During product formation, the growth rate of the EC-VP1 bacterial strain in fed-batch fermentation decreased from 0.432 to 0.015 (97% decrease). This is attributed to the metabolic load on the recombinant host as most energy and nutrients are diverted to heterologous protein production from cellular growth (Curless et al. 1990; Neubauer et al. 2003). At harvest, the protein yields were 2.15 g L−1 from 19.8 g L−1 DCW, which is comparable to yields of 3.8 g L−1 protein from 63 g L−1 of DCW obtained from the fusion of the VP1 epitope (aa 134–173) to GST at an OD600 of 156 in 5-L fermentors (Jung et al. 2013).
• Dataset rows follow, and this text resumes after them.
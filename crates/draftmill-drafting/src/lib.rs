pub mod llm;
pub mod parse;

use anyhow::Result;
use async_trait::async_trait;
use serde::{Deserialize, Serialize};

use draftmill_schema::{ContentIdea, IdeaSeed, InterviewMessage, OutputFormat, Transcript};

pub use llm::LlmDrafter;

/// Title/body pair returned by draft generation.
#[derive(Debug, Clone, Serialize, Deserialize)]
pub struct DraftBody {
    pub title: String,
    pub body: String,
}

/// Voice-style configuration passed to draft generation.
#[derive(Debug, Clone, Default, Serialize, Deserialize)]
pub struct VoiceProfile {
    /// Short description of how the author writes.
    #[serde(default)]
    pub voice_summary: String,
    #[serde(default)]
    pub audience: String,
    #[serde(default)]
    pub no_go_topics: Vec<String>,
}

/// The external text-generation capability. All operations are
/// request/response; a malformed model answer yields an empty or neutral
/// result, never a parse error.
#[async_trait]
pub trait DraftingService: Send + Sync {
    /// Mine a batch of transcripts for content-worthy ideas.
    async fn extract_ideas(&self, transcripts: &[Transcript]) -> Result<Vec<IdeaSeed>>;

    /// Opening interview message for a fresh idea.
    async fn opening_message(&self, idea: &ContentIdea) -> Result<String>;

    /// One follow-up question given the conversation so far.
    async fn follow_up_question(
        &self,
        idea: &ContentIdea,
        messages: &[InterviewMessage],
    ) -> Result<String>;

    /// Whether the conversation holds enough material to draft from.
    async fn has_enough_material(
        &self,
        idea: &ContentIdea,
        messages: &[InterviewMessage],
    ) -> Result<bool>;

    /// Produce a draft in the requested format, in the configured voice.
    async fn write_draft(
        &self,
        idea: &ContentIdea,
        messages: &[InterviewMessage],
        format: OutputFormat,
        voice: &VoiceProfile,
    ) -> Result<DraftBody>;

    /// Rewrite a draft body according to feedback.
    async fn rework_draft(&self, body: &str, feedback: &str) -> Result<String>;

    /// Convert a long-form post into a short-form thread.
    async fn to_thread(&self, body: &str) -> Result<String>;
}

/// Deterministic canned drafter for tests and offline runs.
pub struct StubDrafter;

#[async_trait]
impl DraftingService for StubDrafter {
    async fn extract_ideas(&self, transcripts: &[Transcript]) -> Result<Vec<IdeaSeed>> {
        Ok(transcripts
            .iter()
            .map(|t| IdeaSeed {
                theme: t.title.clone(),
                hook: format!("{}: the part nobody says out loud", t.title),
                quotes: vec![],
                suggested_format: OutputFormat::LinkedinPost,
            })
            .collect())
    }

    async fn opening_message(&self, idea: &ContentIdea) -> Result<String> {
        Ok(format!(
            "I pulled this from your recent calls: \"{}\". What prompted it?",
            idea.hook
        ))
    }

    async fn follow_up_question(
        &self,
        _idea: &ContentIdea,
        _messages: &[InterviewMessage],
    ) -> Result<String> {
        Ok("[stub] And what happened next?".to_string())
    }

    async fn has_enough_material(
        &self,
        _idea: &ContentIdea,
        messages: &[InterviewMessage],
    ) -> Result<bool> {
        Ok(messages.len() >= 4)
    }

    async fn write_draft(
        &self,
        idea: &ContentIdea,
        _messages: &[InterviewMessage],
        format: OutputFormat,
        _voice: &VoiceProfile,
    ) -> Result<DraftBody> {
        Ok(DraftBody {
            title: idea.theme.clone(),
            body: format!("[stub:{}] {}", format.as_str(), idea.hook),
        })
    }

    async fn rework_draft(&self, body: &str, feedback: &str) -> Result<String> {
        Ok(format!("{body}\n\n[reworked: {feedback}]"))
    }

    async fn to_thread(&self, body: &str) -> Result<String> {
        Ok(format!("[thread] {body}"))
    }
}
Recombinantly expressed VP1 proteins of several serotypes have been shown to be serotype specific. As such, they have been applied in the development of serotyping assays (Suryanarayana et al. 1999). From available literature, the use of serotype O VP1 protein for serotyping has been broadly studied, followed by Asia1. In this study, the specificity of a SAT2 VP1 protein was evaluated against SAT1, SAT2 and SAT3 viruses. The recombinantly expressed VP1 reacted with specificity with serum from a guinea pig that was vaccinated with FMDV SAT2, and negligibly to SAT1 and SAT3. The three SAT types co-occur in the Southern Africa and East Africa, so a diagnostic assay that can unequivocally distinguish them without using virus as reagent or in raising antibodies would be invaluable to the region. Challenges that would have to be overcome for such a test are the high antigenic diversity among SAT viruses. This is not an unsurmountable task as serotype A topotypes, considered to be among the most antigenically diverse in the world, could be detected with VP1 peptides in ELISA (Ko et al. 2010).
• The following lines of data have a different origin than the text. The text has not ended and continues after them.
//! Interview session state.
//!
//! The book owns every InterviewSession, the single pending-rework slot,
//! the short-lived draft cache, and the last `ideas` listing. It is pure
//! in-memory bookkeeping; all external calls live in the pipeline.

use std::collections::HashMap;

use chrono::Utc;
use draftmill_schema::{
    ContentDraft, DraftStatus, InterviewMessage, InterviewSession, PendingRework, SessionStatus,
};

use crate::routing::RoutingSnapshot;

#[derive(Default)]
pub struct SessionBook {
    sessions: HashMap<String, InterviewSession>,
    pending_rework: Option<PendingRework>,
    /// Recently delivered drafts, keyed by id. Sized by recent activity;
    /// no eviction — volume is low and process lifetime is short.
    drafts: HashMap<String, ContentDraft>,
    /// Idea ids as last shown by the `ideas` command, for numeric picks.
    last_listing: Vec<String>,
}

impl SessionBook {
    pub fn new() -> Self {
        Self::default()
    }

    /// Open a session for an idea. Any session still active for the same
    /// idea is abandoned first: at most one active session per idea.
    pub fn start_session(
        &mut self,
        session_id: impl Into<String>,
        idea_id: impl Into<String>,
        thread_ts: impl Into<String>,
        opening: InterviewMessage,
    ) {
        let session_id = session_id.into();
        let idea_id = idea_id.into();

        if let Some(existing) = self
            .sessions
            .values_mut()
            .find(|s| s.idea_id == idea_id && s.status == SessionStatus::Active)
        {
            existing.status = SessionStatus::Abandoned;
            existing.completed_at = Some(Utc::now());
        }

        let session = InterviewSession {
            id: session_id.clone(),
            idea_id,
            thread_ts: thread_ts.into(),
            messages: vec![opening],
            status: SessionStatus::Active,
            started_at: Utc::now(),
            completed_at: None,
        };
        self.sessions.insert(session_id, session);
    }

    pub fn get(&self, session_id: &str) -> Option<&InterviewSession> {
        self.sessions.get(session_id)
    }

    /// Append to the ordered message log. Returns false for unknown or
    /// non-active sessions.
    pub fn append_message(&mut self, session_id: &str, message: InterviewMessage) -> bool {
        match self.sessions.get_mut(session_id) {
            Some(s) if s.status == SessionStatus::Active => {
                s.messages.push(message);
                true
            }
            _ => false,
        }
    }

    pub fn complete(&mut self, session_id: &str) -> bool {
        self.transition(session_id, SessionStatus::Completed)
    }

    pub fn abandon(&mut self, session_id: &str) -> bool {
        self.transition(session_id, SessionStatus::Abandoned)
    }

    /// Only active sessions transition; completed/abandoned are terminal.
    fn transition(&mut self, session_id: &str, to: SessionStatus) -> bool {
        match self.sessions.get_mut(session_id) {
            Some(s) if s.status == SessionStatus::Active => {
                s.status = to;
                s.completed_at = Some(Utc::now());
                true
            }
            _ => false,
        }
    }

    pub fn latest_active(&self) -> Option<&InterviewSession> {
        self.sessions
            .values()
            .filter(|s| s.status == SessionStatus::Active)
            .max_by_key(|s| s.started_at)
    }

    /// Abandon the most recently started active session; returns its idea
    /// id. Other sessions are untouched.
    pub fn abandon_latest(&mut self) -> Option<String> {
        let session_id = self.latest_active()?.id.clone();
        self.abandon(&session_id);
        self.sessions.get(&session_id).map(|s| s.idea_id.clone())
    }

    pub fn active_count(&self) -> usize {
        self.sessions
            .values()
            .filter(|s| s.status == SessionStatus::Active)
            .count()
    }

    /// Latest intent wins: a new rework request overwrites any pending one.
    pub fn set_pending_rework(&mut self, pending: PendingRework) {
        self.pending_rework = Some(pending);
    }

    /// Take-and-clear. Callers clear *before* any external call so a
    /// second message arriving mid-rework can never read a stale flag.
    pub fn take_pending_rework(&mut self) -> Option<PendingRework> {
        self.pending_rework.take()
    }

    pub fn rework_pending(&self) -> bool {
        self.pending_rework.is_some()
    }

    pub fn cache_draft(&mut self, draft: ContentDraft) {
        self.drafts.insert(draft.id.clone(), draft);
    }

    pub fn draft(&self, draft_id: &str) -> Option<&ContentDraft> {
        self.drafts.get(draft_id)
    }

    pub fn set_draft_status(&mut self, draft_id: &str, status: DraftStatus) -> bool {
        match self.drafts.get_mut(draft_id) {
            Some(d) => {
                d.status = status;
                true
            }
            None => false,
        }
    }

    pub fn set_last_listing(&mut self, idea_ids: Vec<String>) {
        self.last_listing = idea_ids;
    }

    /// 1-based lookup into the last listing.
    pub fn listed_idea(&self, position: usize) -> Option<&str> {
        if position == 0 {
            return None;
        }
        self.last_listing.get(position - 1).map(String::as_str)
    }

    pub fn routing_snapshot(&self) -> RoutingSnapshot {
        RoutingSnapshot {
            thread_sessions: self
                .sessions
                .values()
                .filter(|s| s.status == SessionStatus::Active)
                .map(|s| (s.thread_ts.clone(), s.id.clone()))
                .collect(),
            latest_active: self.latest_active().map(|s| s.id.clone()),
            rework_pending: self.pending_rework.is_some(),
        }
    }
}

#[cfg(test)]
mod tests {
    use super::*;
    use draftmill_schema::OutputFormat;

    fn book_with_session(id: &str, idea: &str, ts: &str) -> SessionBook {
        let mut book = SessionBook::new();
        book.start_session(id, idea, ts, InterviewMessage::agent("opening"));
        book
    }

    fn draft(id: &str, idea: &str, version: u32) -> ContentDraft {
        ContentDraft {
            id: id.into(),
            idea_id: idea.into(),
            format: OutputFormat::LinkedinPost,
            title: "t".into(),
            body: "b".into(),
            version,
            status: DraftStatus::Draft,
            created_at: Utc::now(),
        }
    }

    #[test]
    fn starting_a_second_session_for_same_idea_abandons_the_first() {
        let mut book = book_with_session("s-1", "i-1", "100.1");
        book.start_session("s-2", "i-1", "100.2", InterviewMessage::agent("again"));

        assert_eq!(book.get("s-1").unwrap().status, SessionStatus::Abandoned);
        assert_eq!(book.get("s-2").unwrap().status, SessionStatus::Active);
        assert_eq!(book.active_count(), 1);
    }

    #[test]
    fn sessions_for_different_ideas_coexist() {
        let mut book = book_with_session("s-1", "i-1", "100.1");
        book.start_session("s-2", "i-2", "100.2", InterviewMessage::agent("hi"));
        assert_eq!(book.active_count(), 2);
    }

    #[test]
    fn stop_abandons_only_the_latest_session() {
        let mut book = book_with_session("s-1", "i-1", "100.1");
        // Force distinct start times.
        std::thread::sleep(std::time::Duration::from_millis(5));
        book.start_session("s-2", "i-2", "100.2", InterviewMessage::agent("hi"));

        let idea = book.abandon_latest().unwrap();
        assert_eq!(idea, "i-2");
        assert_eq!(book.get("s-1").unwrap().status, SessionStatus::Active);
        assert_eq!(book.get("s-2").unwrap().status, SessionStatus::Abandoned);
    }

    #[test]
    fn terminal_sessions_reject_messages_and_transitions() {
        let mut book = book_with_session("s-1", "i-1", "100.1");
        book.complete("s-1");

        assert!(!book.append_message("s-1", InterviewMessage::user("late")));
        assert!(!book.abandon("s-1"));
        assert_eq!(book.get("s-1").unwrap().status, SessionStatus::Completed);
        assert_eq!(book.get("s-1").unwrap().messages.len(), 1);
    }

    #[test]
    fn message_order_is_append_only() {
        let mut book = book_with_session("s-1", "i-1", "100.1");
        book.append_message("s-1", InterviewMessage::user("one"));
        book.append_message("s-1", InterviewMessage::user("two"));

        let texts: Vec<&str> = book
            .get("s-1")
            .unwrap()
            .messages
            .iter()
            .map(|m| m.text.as_str())
            .collect();
        assert_eq!(texts, vec!["opening", "one", "two"]);
    }

    #[test]
    fn pending_rework_take_clears_and_overwrite_wins() {
        let mut book = SessionBook::new();
        book.set_pending_rework(PendingRework {
            draft_id: "d-1".into(),
            idea_id: "i-1".into(),
        });
        book.set_pending_rework(PendingRework {
            draft_id: "d-2".into(),
            idea_id: "i-1".into(),
        });

        let taken = book.take_pending_rework().unwrap();
        assert_eq!(taken.draft_id, "d-2");
        assert!(book.take_pending_rework().is_none());
        assert!(!book.rework_pending());
    }

    #[test]
    fn listed_idea_is_one_based_and_bounded() {
        let mut book = SessionBook::new();
        book.set_last_listing(vec!["i-1".into(), "i-2".into()]);
        assert_eq!(book.listed_idea(1), Some("i-1"));
        assert_eq!(book.listed_idea(2), Some("i-2"));
        assert_eq!(book.listed_idea(3), None);
        assert_eq!(book.listed_idea(0), None);
    }

    #[test]
    fn routing_snapshot_reflects_active_threads_only() {
        let mut book = book_with_session("s-1", "i-1", "100.1");
        std::thread::sleep(std::time::Duration::from_millis(5));
        book.start_session("s-2", "i-2", "100.2", InterviewMessage::agent("hi"));
        book.complete("s-1");

        let snap = book.routing_snapshot();
        assert!(!snap.thread_sessions.contains_key("100.1"));
        assert_eq!(snap.thread_sessions.get("100.2").map(String::as_str), Some("s-2"));
        assert_eq!(snap.latest_active.as_deref(), Some("s-2"));
    }

    #[test]
    fn draft_cache_roundtrip() {
        let mut book = SessionBook::new();
        book.cache_draft(draft("d-1", "i-1", 1));
        assert!(book.set_draft_status("d-1", DraftStatus::Approved));
        assert_eq!(book.draft("d-1").unwrap().status, DraftStatus::Approved);
        assert!(!book.set_draft_status("ghost", DraftStatus::Approved));
    }
}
To the best of our knowledge this is one of a few reports on the expression of the entire unfused VP1 of the FMDV in E. coli; and the only one on the expression of a SAT2 VP1 protein in E. coli in shake flasks, upscaled to fermentation. Recombinant VP1 and peptides have been evaluated for the serotyping of the Euro-Asian serotypes, but not for the SAT serotypes. The protein was expressed as inclusion bodies that were isolated, denatured and refolded to react with high specificity to viral antigenic sites. This presents prospects for further evaluation of recombinantly expressed VP1 of SAT viruses to be used in serotyping and diagnostic assays.